Task objective -> Every line in the data must be transcribed exactly.

[Records excerpted from a collection]
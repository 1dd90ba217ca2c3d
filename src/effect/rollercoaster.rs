//! Rollercoaster effect
//!
//! A dot rides the figure eight through both eyes. Over one lap its color
//! walks linearly from the current palette pick to the next one, which then
//! becomes the starting color of the following lap.

use embassy_time::Duration;

use super::{Effect, FrameStep, RepCursor};
use crate::{
    color::{Rgb, palette_color},
    frame::FrameBuffer,
    layout::FIGURE_EIGHT,
    lfsr::Lfsr,
    math8::{add_delta, step_delta},
};

const COASTER_SHIFT: u8 = 4;
const COASTER_DECAY: u8 = 1;
const LAP_STEPS: usize = FIGURE_EIGHT.len();

#[derive(Debug, Clone, Copy, PartialEq, Eq)]
pub struct RollercoasterConfig {
    /// Number of laps
    pub repetitions: u16,
    /// Delay after every step
    pub step_delay: Duration,
}

/// Per-channel color delta applied after every step
#[derive(Debug, Clone, Copy, Default, PartialEq, Eq)]
struct ColorStep {
    r: i16,
    g: i16,
    b: i16,
}

impl ColorStep {
    const fn between(from: Rgb, to: Rgb) -> Self {
        Self {
            r: step_delta(from.r, to.r, LAP_STEPS),
            g: step_delta(from.g, to.g, LAP_STEPS),
            b: step_delta(from.b, to.b, LAP_STEPS),
        }
    }

    const fn apply(self, color: Rgb) -> Rgb {
        Rgb {
            r: add_delta(color.r, self.r),
            g: add_delta(color.g, self.g),
            b: add_delta(color.b, self.b),
        }
    }
}

#[derive(Debug, Clone)]
pub struct RollercoasterEffect {
    config: RollercoasterConfig,
    cursor: RepCursor,
    /// Set once the starting color has been drawn
    started: bool,
    current: Rgb,
    next: Rgb,
    color_step: ColorStep,
}

impl RollercoasterEffect {
    pub fn new(config: RollercoasterConfig) -> Self {
        Self {
            config,
            cursor: RepCursor::new(),
            started: false,
            current: Rgb::default(),
            next: Rgb::default(),
            color_step: ColorStep::default(),
        }
    }
}

impl Effect for RollercoasterEffect {
    fn render(&mut self, rng: &mut Lfsr, frame: &mut FrameBuffer) -> Option<FrameStep> {
        if self.cursor.is_done(self.config.repetitions) {
            return None;
        }

        if !self.started {
            self.current = palette_color(rng.next_byte());
            self.started = true;
        }

        let step = self.cursor.step();
        if step == 0 {
            self.next = palette_color(rng.next_byte());
            self.color_step = ColorStep::between(self.current, self.next);
        }

        frame.decay(COASTER_DECAY);
        frame.set_pixel(FIGURE_EIGHT[step], self.current, COASTER_SHIFT);
        self.current = self.color_step.apply(self.current);

        if self.cursor.advance(LAP_STEPS) {
            // Truncated steps may stop short, snap to the target
            self.current = self.next;
        }
        Some(FrameStep::full(self.config.step_delay))
    }

    fn reset(&mut self) {
        self.cursor = RepCursor::new();
        self.started = false;
    }
}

Written response ->
repository 1dd90ba217ca2c3d
filename src/effect/rollercoaster.rs
//! Rollercoaster effect
//!
//! A dot rides the figure eight through both eyes. Over one lap its color
//! walks linearly from the current palette pick to the next one, which then
//! becomes the starting color of the following lap.

use embassy_time::Duration;

use super::{Effect, FrameStep, RepCursor};
use crate::{
    color::{Rgb, palette_color},
    frame::FrameBuffer,
    layout::FIGURE_EIGHT,
    lfsr::Lfsr,
    math8::{add_delta, step_delta},
};

const COASTER_SHIFT: u8 = 4;
const COASTER_DECAY: u8 = 1;
const LAP_STEPS: usize = FIGURE_EIGHT.len();

#[derive(Debug, Clone, Copy, PartialEq, Eq)]
pub struct RollercoasterConfig {
    /// Number of laps
    pub repetitions: u16,
    /// Delay after every step
    pub step_delay: Duration,
}

/// Per-channel color delta applied after every step
#[derive(Debug, Clone, Copy, Default, PartialEq, Eq)]
struct ColorStep {
    r: i16,
    g: i16,
    b: i16,
}

impl ColorStep {
    const fn between(from: Rgb, to: Rgb) -> Self {
        Self {
            r: step_delta(from.r, to.r, LAP_STEPS),
            g: step_delta(from.g, to.g, LAP_STEPS),
            b: step_delta(from.b, to.b, LAP_STEPS),
        }
    }

    const fn apply(self, color: Rgb) -> Rgb {
        Rgb {
            r: add_delta(color.r, self.r),
            g: add_delta(color.g, self.g),
            b: add_delta(color.b, self.b),
        }
    }
}

#[derive(Debug, Clone)]
pub struct RollercoasterEffect {
    config: RollercoasterConfig,
    cursor: RepCursor,
    /// Set once the starting color has been drawn
    started: bool,
    current: Rgb,
    next: Rgb,
    color_step: ColorStep,
}

impl RollercoasterEffect {
    pub fn new(config: RollercoasterConfig) -> Self {
        Self {
            config,
            cursor: RepCursor::new(),
            started: false,
            current: Rgb::default(),
            next: Rgb::default(),
            color_step: ColorStep::default(),
        }
    }
}

impl Effect for RollercoasterEffect {
    fn render(&mut self, rng: &mut Lfsr, frame: &mut FrameBuffer) -> Option<FrameStep> {
        if self.cursor.is_done(self.config.repetitions) {
            return None;
        }

        if !self.started {
            self.current = palette_color(rng.next_byte());
            self.started = true;
        }

        let step = self.cursor.step();
        if step == 0 {
            self.next = palette_color(rng.next_byte());
            self.color_step = ColorStep::between(self.current, self.next);
        }

        frame.decay(COASTER_DECAY);
        frame.set_pixel(FIGURE_EIGHT[step], self.current, COASTER_SHIFT);
        self.current = self.color_step.apply(self.current);

        if self.cursor.advance(LAP_STEPS) {
            // Truncated steps may stop short, snap to the target
            self.current = self.next;
        }
        Some(FrameStep::full(self.config.step_delay))
    }

    fn reset(&mut self) {
        self.cursor = RepCursor::new();
        self.started = false;
    }
}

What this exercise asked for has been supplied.